Ban Righ Foundation hosts celebration of influential women in the Kingston community.

  • Erin Clow, Ban Righ Foundation co-chair and Queen’s Equity Advisor, and Carole Morrison, Director of the Ban Righ Foundation, greet attendees to "Inspiring Women, an evening at the Isabel." (Photo Credit: Bernard Clark)
    Erin Clow, Ban Righ Foundation co-chair and Queen’s Equity Advisor, and Carole Morrison, Director of the Ban Righ Foundation, greet attendees to "Inspiring Women, an evening at the Isabel." (Photo Credit: Bernard Clark)
  • CBC radio host and University of Victoria Chancellor Shelagh Rogers (BA’77) (left) moderates a panel discussion, featuring Sarah Harmer, Artsci'93, Dr. Jane Errington, Reena Kukreja, and Carol Ann Budd, Sc'89. (Photo Credit: Bernard Clark)
    CBC radio host and University of Victoria Chancellor Shelagh Rogers (BA’77) (left) moderates a panel discussion, featuring Sarah Harmer, Artsci'93, Dr. Jane Errington, Reena Kukreja, and Carol Ann Budd, Sc'89. (Photo Credit: Bernard Clark)
  • The Shout Sister! Choir performs at the Ban Righ Foundation "Inspiring Women, an evening at the Isabel." (Photo Credit: Bernard Clark)
    The Shout Sister! Choir performs at the Ban Righ Foundation "Inspiring Women, an evening at the Isabel." (Photo Credit: Bernard Clark)
  • Georgette Fry, founder of the Shout Sister! Choir and recipient of the 2016 Ban Righ Foundation Leadership Award. (Photo Credit: Bernard Clark)
    Georgette Fry, founder of the Shout Sister! Choir and recipient of the 2016 Ban Righ Foundation Leadership Award. (Photo Credit: Bernard Clark)

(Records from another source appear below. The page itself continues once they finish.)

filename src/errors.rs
use axum::{
    http::StatusCode,
    response::{IntoResponse, Response},
    Json,
};
use sea_orm::error::DbErr;
use serde::{Deserialize, Serialize};
use serde_json::json;
use std::collections::BTreeMap;
use utoipa::ToSchema;

use crate::dashboard::FilterError;

fn current_request_id() -> Option<String> {
    crate::tracing::current_request_id().map(|rid| rid.as_str().to_string())
}

/// Field name to message map returned with 422 responses.
#[derive(Debug, Clone, Default, PartialEq, Eq, Serialize, Deserialize, ToSchema)]
#[serde(transparent)]
pub struct FieldErrors(BTreeMap<String, String>);

impl FieldErrors {
    pub fn new() -> Self {
        Self::default()
    }

    pub fn single(field: impl Into<String>, message: impl Into<String>) -> Self {
        let mut errors = Self::new();
        errors.insert(field, message);
        errors
    }

    pub fn insert(&mut self, field: impl Into<String>, message: impl Into<String>) {
        self.0.insert(field.into(), message.into());
    }

    pub fn get(&self, field: &str) -> Option<&str> {
        self.0.get(field).map(String::as_str)
    }

    pub fn is_empty(&self) -> bool {
        self.0.is_empty()
    }

    pub fn len(&self) -> usize {
        self.0.len()
    }

    pub fn iter(&self) -> impl Iterator<Item = (&str, &str)> {
        self.0.iter().map(|(field, message)| (field.as_str(), message.as_str()))
    }

    /// Fills in `defaults` for fields the server did not report. Server messages win.
    pub fn merge_defaults(mut self, defaults: FieldErrors) -> FieldErrors {
        for (field, message) in defaults.0 {
            self.0.entry(field).or_insert(message);
        }
        self
    }
}

impl From<&validator::ValidationErrors> for FieldErrors {
    fn from(errors: &validator::ValidationErrors) -> Self {
        let mut fields = FieldErrors::new();
        for (field, failures) in errors.field_errors() {
            if let Some(failure) = failures.first() {
                let message = failure
                    .message
                    .as_ref()
                    .map(|message| message.to_string())
                    .unwrap_or_else(|| format!("{} is invalid ({})", field, failure.code));
                fields.insert(field, message);
            }
        }
        fields
    }
}

/// Error body for every non-2xx response.
#[derive(Debug, Serialize, Deserialize, ToSchema)]
#[schema(example = json!({
    "error": "Unprocessable Entity",
    "message": "Validation failed",
    "fields": { "postal_code": "Postal code must be 5 digits" },
    "request_id": "req-abc123xyz",
    "timestamp": "2024-12-09T10:30:00.000Z"
}))]
pub struct ErrorResponse {
    /// HTTP status category
    pub error: String,
    pub message: String,
    #[serde(default, skip_serializing_if = "Option::is_none")]
    pub details: Option<String>,
    /// Per-field validation messages
    #[serde(default, skip_serializing_if = "Option::is_none")]
    pub fields: Option<FieldErrors>,
    #[serde(default, skip_serializing_if = "Option::is_none")]
    pub request_id: Option<String>,
    pub timestamp: String,
}

#[derive(Debug, thiserror::Error)]
pub enum ServiceError {
    #[error("Database error: {0}")]
    DatabaseError(#[from] DbErr),

    #[error("Not found: {0}")]
    NotFound(String),

    #[error("Validation failed")]
    InvalidFields(FieldErrors),

    #[error("Bad request: {0}")]
    BadRequest(String),

    #[error("Conflict: {0}")]
    Conflict(String),

    #[error("Internal error: {0}")]
    InternalError(String),

    #[error("Other error: {0}")]
    Other(#[from] anyhow::Error),
}

impl From<validator::ValidationErrors> for ServiceError {
    fn from(err: validator::ValidationErrors) -> Self {
        ServiceError::InvalidFields(FieldErrors::from(&err))
    }
}

impl From<FilterError> for ServiceError {
    fn from(err: FilterError) -> Self {
        ServiceError::BadRequest(err.to_string())
    }
}

impl ServiceError {
    pub fn not_found(resource: &str, id: impl std::fmt::Display) -> Self {
        ServiceError::NotFound(format!("{} {} not found", resource, id))
    }

    pub fn field(field: impl Into<String>, message: impl Into<String>) -> Self {
        ServiceError::InvalidFields(FieldErrors::single(field, message))
    }

    /// Single source of truth for error-to-status mapping.
    pub fn status_code(&self) -> StatusCode {
        match self {
            Self::DatabaseError(_) | Self::InternalError(_) | Self::Other(_) => {
                StatusCode::INTERNAL_SERVER_ERROR
            }
            Self::NotFound(_) => StatusCode::NOT_FOUND,
            Self::InvalidFields(_) => StatusCode::UNPROCESSABLE_ENTITY,
            Self::BadRequest(_) => StatusCode::BAD_REQUEST,
            Self::Conflict(_) => StatusCode::CONFLICT,
        }
    }

    /// Message safe to return to callers. Internal failures are reported generically.
    pub fn response_message(&self) -> String {
        match self {
            Self::DatabaseError(_) => "Database error".to_string(),
            Self::InternalError(_) | Self::Other(_) => "Internal server error".to_string(),
            _ => self.to_string(),
        }
    }
}

impl IntoResponse for ServiceError {
    fn into_response(self) -> Response {
        let status = self.status_code();
        if status.is_server_error() {
            tracing::error!(error = %self, "request failed");
        }

        let message = self.response_message();
        let fields = match self {
            ServiceError::InvalidFields(fields) => Some(fields),
            _ => None,
        };

        let body = ErrorResponse {
            error: status.canonical_reason().unwrap_or("Error").to_string(),
            message,
            details: None,
            fields,
            request_id: current_request_id(),
            timestamp: chrono::Utc::now().to_rfc3339(),
        };

        (status, Json(body)).into_response()
    }
}

pub type AppError = ServiceError;

#[cfg(test)]
mod tests {
    use super::*;
    use axum::body::to_bytes;
    use validator::Validate;

    #[derive(Validate)]
    struct ContactForm {
        #[validate(length(min = 5, message = "Postal code must be 5 digits"))]
        postal_code: String,
        #[validate(email)]
        email: String,
    }

    #[tokio::test]
    async fn error_response_includes_request_id() {
        let response =
            crate::tracing::scope_request_id(crate::tracing::RequestId::new("req-123"), async {
                ServiceError::NotFound("missing".into()).into_response()
            })
            .await;
        assert_eq!(response.status(), StatusCode::NOT_FOUND);

        let body = to_bytes(response.into_body(), usize::MAX).await.unwrap();
        let payload: ErrorResponse = serde_json::from_slice(&body).unwrap();
        assert_eq!(payload.request_id.as_deref(), Some("req-123"));
        assert!(payload.fields.is_none());
    }

    #[tokio::test]
    async fn validation_failures_map_to_422_with_fields() {
        let form = ContactForm {
            postal_code: "123".into(),
            email: "not-an-email".into(),
        };
        let error: ServiceError = form.validate().unwrap_err().into();
        let response = error.into_response();
        assert_eq!(response.status(), StatusCode::UNPROCESSABLE_ENTITY);

        let body = to_bytes(response.into_body(), usize::MAX).await.unwrap();
        let payload: ErrorResponse = serde_json::from_slice(&body).unwrap();
        let fields = payload.fields.unwrap();
        assert_eq!(fields.get("postal_code"), Some("Postal code must be 5 digits"));
        assert_eq!(fields.get("email"), Some("email is invalid (email)"));
    }

    #[test]
    fn server_messages_win_over_defaults() {
        let server = FieldErrors::single("city", "City is required");
        let mut defaults = FieldErrors::new();
        defaults.insert("city", "Check the city");
        defaults.insert("street", "Check the street");

        let merged = server.merge_defaults(defaults);
        assert_eq!(merged.get("city"), Some("City is required"));
        assert_eq!(merged.get("street"), Some("Check the street"));
        assert_eq!(merged.len(), 2);
    }

    #[test]
    fn status_code_mapping() {
        assert_eq!(ServiceError::NotFound("x".into()).status_code(), StatusCode::NOT_FOUND);
        assert_eq!(ServiceError::BadRequest("x".into()).status_code(), StatusCode::BAD_REQUEST);
        assert_eq!(ServiceError::Conflict("x".into()).status_code(), StatusCode::CONFLICT);
        assert_eq!(
            ServiceError::InvalidFields(FieldErrors::new()).status_code(),
            StatusCode::UNPROCESSABLE_ENTITY
        );
        assert_eq!(
            ServiceError::from(FilterError::MissingCustomDates).status_code(),
            StatusCode::BAD_REQUEST
        );
    }

    #[test]
    fn internal_details_are_not_leaked() {
        assert_eq!(
            ServiceError::DatabaseError(DbErr::Custom("secret dsn".into())).response_message(),
            "Database error"
        );
        assert_eq!(
            ServiceError::InternalError("stack".into()).response_message(),
            "Internal server error"
        );
    }
}
//! Dashboard client core: the filter, polling and alert state machine and the runtime driving it.

pub mod alerts;
pub mod api;
pub mod controller;
pub mod polling;
pub mod session;

pub use alerts::{AlertBoard, AlertEntry, AlertPhase, Dismissal};
pub use api::{ClientError, DashboardApi, HttpDashboardApi};
pub use controller::{ControllerSettings, DashboardController, DashboardView, Effect, Event};
pub use polling::{Polling, TimerCommand};
pub use session::{spawn_session, SessionHandle};
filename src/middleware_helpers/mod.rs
pub mod request_id;

pub use request_id::{request_id_middleware, REQUEST_ID_HEADER};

On October 18, the Ban Righ Foundation celebrated the achievements of women from the Queen’s and Kingston communities at their event “Inspiring Women – An Evening at the Isabel.” The event featured a panel discussion, poetry and musical performances and the inaugural presentation of awards recognizing two local women for their achievements as mentors and leaders in the community.

Queen’s professor Kathrine McKittrick (Gender Studies/Cultural Studies) was one of two community leaders to receive the first annual Ban Righ Foundation Award in recognition of her mentorship of students at Queen’s and across Canada. She was joined by community choir director Georgette Fry, who will be recognized for her leadership and community service.

“The Ban Righ Centre staff and board members are proud to celebrate the achievements of women at Queen's and in the Kingston community,” says Carole Morrison, Director of the Ban Righ Foundation. “The two award recipients are exemplary in their dedication and deserve high praise for the contributions they have made and continue to make in our community.”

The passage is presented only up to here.